> [What the exercise asks]: Only one portion of the data is to be written out: from the line bearing "if let Some(headers)" through the line bearing "pub mod global;". Write it exactly as it appears.

Dataset entries:
------------------------------------------------------------------------
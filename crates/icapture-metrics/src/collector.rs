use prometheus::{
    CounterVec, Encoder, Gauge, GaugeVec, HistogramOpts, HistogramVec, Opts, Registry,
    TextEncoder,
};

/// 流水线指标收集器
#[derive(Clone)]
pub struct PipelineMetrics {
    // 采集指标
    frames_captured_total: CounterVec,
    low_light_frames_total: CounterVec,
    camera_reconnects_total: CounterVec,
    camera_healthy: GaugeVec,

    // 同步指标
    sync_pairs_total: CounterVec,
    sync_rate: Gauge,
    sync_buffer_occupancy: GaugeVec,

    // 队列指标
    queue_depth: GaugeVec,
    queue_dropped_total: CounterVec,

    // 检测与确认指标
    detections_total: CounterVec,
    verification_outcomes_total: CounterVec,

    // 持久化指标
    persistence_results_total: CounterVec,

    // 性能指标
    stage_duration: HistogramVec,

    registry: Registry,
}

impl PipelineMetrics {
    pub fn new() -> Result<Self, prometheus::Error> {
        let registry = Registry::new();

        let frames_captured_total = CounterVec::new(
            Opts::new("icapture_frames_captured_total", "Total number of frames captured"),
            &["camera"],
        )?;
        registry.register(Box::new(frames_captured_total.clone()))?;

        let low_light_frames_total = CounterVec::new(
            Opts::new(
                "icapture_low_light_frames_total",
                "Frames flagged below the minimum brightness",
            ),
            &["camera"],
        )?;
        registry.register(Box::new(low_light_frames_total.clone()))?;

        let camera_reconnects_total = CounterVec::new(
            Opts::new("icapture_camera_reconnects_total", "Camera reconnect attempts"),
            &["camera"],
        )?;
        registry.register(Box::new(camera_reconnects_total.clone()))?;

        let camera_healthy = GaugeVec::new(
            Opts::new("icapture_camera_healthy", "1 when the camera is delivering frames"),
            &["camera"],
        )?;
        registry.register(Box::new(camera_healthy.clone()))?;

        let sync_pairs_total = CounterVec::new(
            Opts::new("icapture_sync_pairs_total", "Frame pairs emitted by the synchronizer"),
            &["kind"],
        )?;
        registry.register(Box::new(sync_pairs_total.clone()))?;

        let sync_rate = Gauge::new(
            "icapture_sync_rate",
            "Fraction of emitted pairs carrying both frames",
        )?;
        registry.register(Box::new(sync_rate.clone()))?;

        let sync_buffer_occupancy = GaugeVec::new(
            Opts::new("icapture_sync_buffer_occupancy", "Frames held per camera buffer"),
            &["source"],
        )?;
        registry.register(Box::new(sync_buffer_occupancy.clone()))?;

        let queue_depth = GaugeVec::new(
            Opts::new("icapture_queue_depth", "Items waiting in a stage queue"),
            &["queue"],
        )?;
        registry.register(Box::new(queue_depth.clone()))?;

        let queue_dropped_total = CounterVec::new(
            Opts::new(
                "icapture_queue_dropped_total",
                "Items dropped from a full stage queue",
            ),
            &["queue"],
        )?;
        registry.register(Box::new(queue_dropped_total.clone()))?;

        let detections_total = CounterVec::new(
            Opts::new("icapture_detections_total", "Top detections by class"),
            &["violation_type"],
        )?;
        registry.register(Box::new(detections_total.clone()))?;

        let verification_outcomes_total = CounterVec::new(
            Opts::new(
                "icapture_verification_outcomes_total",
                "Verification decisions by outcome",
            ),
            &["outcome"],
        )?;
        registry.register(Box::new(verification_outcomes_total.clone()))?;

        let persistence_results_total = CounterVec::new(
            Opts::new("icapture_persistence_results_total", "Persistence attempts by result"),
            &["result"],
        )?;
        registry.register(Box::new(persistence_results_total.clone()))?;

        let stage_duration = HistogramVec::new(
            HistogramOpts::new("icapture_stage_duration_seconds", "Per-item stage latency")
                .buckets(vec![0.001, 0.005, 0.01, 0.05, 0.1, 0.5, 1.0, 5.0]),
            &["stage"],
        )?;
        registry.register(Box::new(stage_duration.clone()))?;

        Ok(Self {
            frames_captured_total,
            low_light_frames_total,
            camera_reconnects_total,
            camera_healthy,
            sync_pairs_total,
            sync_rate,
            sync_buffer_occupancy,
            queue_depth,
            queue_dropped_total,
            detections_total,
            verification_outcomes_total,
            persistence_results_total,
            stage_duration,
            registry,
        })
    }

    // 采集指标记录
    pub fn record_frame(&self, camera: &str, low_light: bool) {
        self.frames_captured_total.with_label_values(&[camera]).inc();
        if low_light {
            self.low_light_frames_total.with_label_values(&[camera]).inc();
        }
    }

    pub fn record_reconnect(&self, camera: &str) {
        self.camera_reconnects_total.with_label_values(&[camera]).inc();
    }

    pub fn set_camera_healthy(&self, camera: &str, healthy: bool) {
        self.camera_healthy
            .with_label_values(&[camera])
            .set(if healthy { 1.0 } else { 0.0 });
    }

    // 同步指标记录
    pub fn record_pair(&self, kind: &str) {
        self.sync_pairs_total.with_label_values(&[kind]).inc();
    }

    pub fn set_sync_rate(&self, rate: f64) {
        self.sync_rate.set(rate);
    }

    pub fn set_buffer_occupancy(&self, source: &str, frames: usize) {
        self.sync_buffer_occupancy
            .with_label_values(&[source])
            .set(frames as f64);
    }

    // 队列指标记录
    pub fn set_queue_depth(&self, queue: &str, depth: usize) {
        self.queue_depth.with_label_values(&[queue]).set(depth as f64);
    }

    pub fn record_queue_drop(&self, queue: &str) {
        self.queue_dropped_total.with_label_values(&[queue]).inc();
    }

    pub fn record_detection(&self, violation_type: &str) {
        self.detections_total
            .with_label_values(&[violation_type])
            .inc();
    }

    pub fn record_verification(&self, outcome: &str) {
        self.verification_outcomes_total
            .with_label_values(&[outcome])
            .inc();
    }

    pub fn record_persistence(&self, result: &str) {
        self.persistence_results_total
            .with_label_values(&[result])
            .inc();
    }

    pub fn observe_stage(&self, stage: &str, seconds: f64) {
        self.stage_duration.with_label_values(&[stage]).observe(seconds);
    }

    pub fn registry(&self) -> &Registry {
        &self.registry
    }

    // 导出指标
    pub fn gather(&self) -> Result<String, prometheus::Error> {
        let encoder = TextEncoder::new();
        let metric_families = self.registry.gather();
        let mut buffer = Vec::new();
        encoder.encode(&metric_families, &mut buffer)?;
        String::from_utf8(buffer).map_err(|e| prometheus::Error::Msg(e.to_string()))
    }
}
------------------------------------------------------------------------
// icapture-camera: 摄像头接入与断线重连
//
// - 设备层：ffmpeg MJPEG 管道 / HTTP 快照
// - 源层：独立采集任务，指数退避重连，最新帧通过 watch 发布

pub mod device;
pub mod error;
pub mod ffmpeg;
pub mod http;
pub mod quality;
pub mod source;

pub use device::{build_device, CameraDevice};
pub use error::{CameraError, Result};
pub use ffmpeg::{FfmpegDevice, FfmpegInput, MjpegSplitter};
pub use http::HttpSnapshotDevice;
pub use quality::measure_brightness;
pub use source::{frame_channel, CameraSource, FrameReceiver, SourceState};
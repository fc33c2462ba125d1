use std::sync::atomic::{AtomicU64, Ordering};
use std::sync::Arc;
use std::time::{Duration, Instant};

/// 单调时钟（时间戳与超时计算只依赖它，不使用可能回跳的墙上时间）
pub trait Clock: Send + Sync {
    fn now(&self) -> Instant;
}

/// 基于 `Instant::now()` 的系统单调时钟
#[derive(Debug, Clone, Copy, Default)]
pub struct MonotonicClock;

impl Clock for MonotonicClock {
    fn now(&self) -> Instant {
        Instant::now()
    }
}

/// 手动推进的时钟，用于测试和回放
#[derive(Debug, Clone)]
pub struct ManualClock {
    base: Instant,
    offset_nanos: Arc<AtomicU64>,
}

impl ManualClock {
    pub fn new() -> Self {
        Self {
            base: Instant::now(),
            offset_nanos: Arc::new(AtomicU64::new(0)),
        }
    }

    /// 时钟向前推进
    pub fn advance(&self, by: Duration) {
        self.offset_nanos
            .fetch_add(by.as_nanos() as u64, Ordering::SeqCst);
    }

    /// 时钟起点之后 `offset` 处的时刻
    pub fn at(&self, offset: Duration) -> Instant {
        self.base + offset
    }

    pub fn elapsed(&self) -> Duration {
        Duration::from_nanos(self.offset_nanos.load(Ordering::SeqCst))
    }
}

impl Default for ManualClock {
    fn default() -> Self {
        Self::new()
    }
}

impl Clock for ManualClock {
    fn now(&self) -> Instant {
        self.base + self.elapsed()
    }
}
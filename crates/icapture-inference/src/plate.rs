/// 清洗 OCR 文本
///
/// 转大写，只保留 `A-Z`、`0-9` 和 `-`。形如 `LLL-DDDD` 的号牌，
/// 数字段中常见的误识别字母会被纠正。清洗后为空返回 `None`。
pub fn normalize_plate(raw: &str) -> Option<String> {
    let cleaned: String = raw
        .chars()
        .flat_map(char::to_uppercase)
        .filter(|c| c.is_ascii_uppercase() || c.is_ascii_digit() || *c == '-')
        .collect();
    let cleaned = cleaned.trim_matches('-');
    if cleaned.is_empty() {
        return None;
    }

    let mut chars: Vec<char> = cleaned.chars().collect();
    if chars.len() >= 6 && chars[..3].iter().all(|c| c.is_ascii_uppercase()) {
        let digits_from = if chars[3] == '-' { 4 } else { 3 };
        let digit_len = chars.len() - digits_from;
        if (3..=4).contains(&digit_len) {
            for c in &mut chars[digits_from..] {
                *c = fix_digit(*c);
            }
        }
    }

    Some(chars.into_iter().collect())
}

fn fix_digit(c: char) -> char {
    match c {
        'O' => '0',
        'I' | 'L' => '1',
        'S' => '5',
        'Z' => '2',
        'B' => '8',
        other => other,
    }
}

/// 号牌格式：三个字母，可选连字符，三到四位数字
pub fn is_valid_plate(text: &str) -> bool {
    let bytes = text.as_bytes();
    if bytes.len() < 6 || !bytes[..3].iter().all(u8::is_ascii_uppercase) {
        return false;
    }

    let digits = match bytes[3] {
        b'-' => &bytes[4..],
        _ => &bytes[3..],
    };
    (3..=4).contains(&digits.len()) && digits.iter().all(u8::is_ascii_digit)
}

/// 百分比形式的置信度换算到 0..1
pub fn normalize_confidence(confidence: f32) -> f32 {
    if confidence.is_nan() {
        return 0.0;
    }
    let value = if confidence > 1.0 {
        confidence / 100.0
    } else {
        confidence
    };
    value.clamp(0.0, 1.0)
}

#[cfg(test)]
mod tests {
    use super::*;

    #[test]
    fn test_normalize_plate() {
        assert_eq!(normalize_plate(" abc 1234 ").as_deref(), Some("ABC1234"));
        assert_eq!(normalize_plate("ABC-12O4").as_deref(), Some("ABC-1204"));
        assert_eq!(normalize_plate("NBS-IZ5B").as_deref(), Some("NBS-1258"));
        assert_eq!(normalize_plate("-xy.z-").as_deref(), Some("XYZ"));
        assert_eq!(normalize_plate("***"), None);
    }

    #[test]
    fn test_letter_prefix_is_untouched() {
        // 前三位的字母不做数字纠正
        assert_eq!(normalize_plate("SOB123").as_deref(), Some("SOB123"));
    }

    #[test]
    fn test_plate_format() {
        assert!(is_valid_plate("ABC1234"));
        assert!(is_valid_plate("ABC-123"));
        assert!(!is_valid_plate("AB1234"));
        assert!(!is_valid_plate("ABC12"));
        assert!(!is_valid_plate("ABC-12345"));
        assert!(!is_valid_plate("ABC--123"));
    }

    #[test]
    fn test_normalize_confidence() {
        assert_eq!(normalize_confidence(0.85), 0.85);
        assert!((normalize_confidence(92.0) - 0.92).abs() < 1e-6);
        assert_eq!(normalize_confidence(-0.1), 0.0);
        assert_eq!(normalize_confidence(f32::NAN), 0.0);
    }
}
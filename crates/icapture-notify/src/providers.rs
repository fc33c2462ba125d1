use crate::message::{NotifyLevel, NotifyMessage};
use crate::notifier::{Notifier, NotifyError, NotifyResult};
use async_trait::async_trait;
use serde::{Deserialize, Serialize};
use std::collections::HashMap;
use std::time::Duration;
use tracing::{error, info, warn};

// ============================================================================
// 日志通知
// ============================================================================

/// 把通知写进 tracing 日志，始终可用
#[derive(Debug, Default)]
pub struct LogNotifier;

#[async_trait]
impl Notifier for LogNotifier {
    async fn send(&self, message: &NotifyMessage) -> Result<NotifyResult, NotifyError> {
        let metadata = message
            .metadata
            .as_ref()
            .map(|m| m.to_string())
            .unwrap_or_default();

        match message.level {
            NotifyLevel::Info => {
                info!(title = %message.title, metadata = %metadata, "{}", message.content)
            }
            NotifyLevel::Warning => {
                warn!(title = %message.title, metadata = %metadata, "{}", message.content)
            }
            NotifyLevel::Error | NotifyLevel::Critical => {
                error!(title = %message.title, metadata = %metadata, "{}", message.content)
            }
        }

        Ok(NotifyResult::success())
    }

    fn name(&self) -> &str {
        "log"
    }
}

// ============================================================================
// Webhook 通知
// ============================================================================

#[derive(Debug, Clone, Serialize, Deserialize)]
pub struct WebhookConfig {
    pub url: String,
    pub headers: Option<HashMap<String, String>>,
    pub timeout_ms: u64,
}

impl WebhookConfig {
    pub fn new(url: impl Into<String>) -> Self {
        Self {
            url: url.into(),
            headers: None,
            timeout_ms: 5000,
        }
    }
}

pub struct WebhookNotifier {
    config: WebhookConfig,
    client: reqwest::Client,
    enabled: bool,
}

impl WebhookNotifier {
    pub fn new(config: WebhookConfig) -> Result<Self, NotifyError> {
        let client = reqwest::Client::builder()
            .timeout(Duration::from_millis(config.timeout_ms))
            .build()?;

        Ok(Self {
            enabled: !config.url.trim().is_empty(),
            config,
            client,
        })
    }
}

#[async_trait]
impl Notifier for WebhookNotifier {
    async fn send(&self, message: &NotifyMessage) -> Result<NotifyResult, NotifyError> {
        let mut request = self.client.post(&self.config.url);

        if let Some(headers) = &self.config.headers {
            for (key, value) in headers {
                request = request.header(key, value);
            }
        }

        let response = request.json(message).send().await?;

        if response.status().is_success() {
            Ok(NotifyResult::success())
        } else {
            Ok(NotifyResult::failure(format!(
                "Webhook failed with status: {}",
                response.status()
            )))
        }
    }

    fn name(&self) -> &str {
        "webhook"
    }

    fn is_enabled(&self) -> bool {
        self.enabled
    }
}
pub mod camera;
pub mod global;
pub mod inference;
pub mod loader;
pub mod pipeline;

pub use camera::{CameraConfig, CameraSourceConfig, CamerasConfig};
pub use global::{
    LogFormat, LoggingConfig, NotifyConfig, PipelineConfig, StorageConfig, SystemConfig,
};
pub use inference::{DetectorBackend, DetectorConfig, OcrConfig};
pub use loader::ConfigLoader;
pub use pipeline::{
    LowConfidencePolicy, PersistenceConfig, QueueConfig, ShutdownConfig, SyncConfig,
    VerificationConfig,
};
------------------------------------------------------------------------
> [Solution to this problem]:
        if let Some(headers) = &self.config.headers {
            for (key, value) in headers {
                request = request.header(key, value);
            }
        }

        let response = request.json(message).send().await?;

        if response.status().is_success() {
            Ok(NotifyResult::success())
        } else {
            Ok(NotifyResult::failure(format!(
                "Webhook failed with status: {}",
                response.status()
            )))
        }
    }

    fn name(&self) -> &str {
        "webhook"
    }

    fn is_enabled(&self) -> bool {
        self.enabled
    }
}
pub mod camera;
pub mod global;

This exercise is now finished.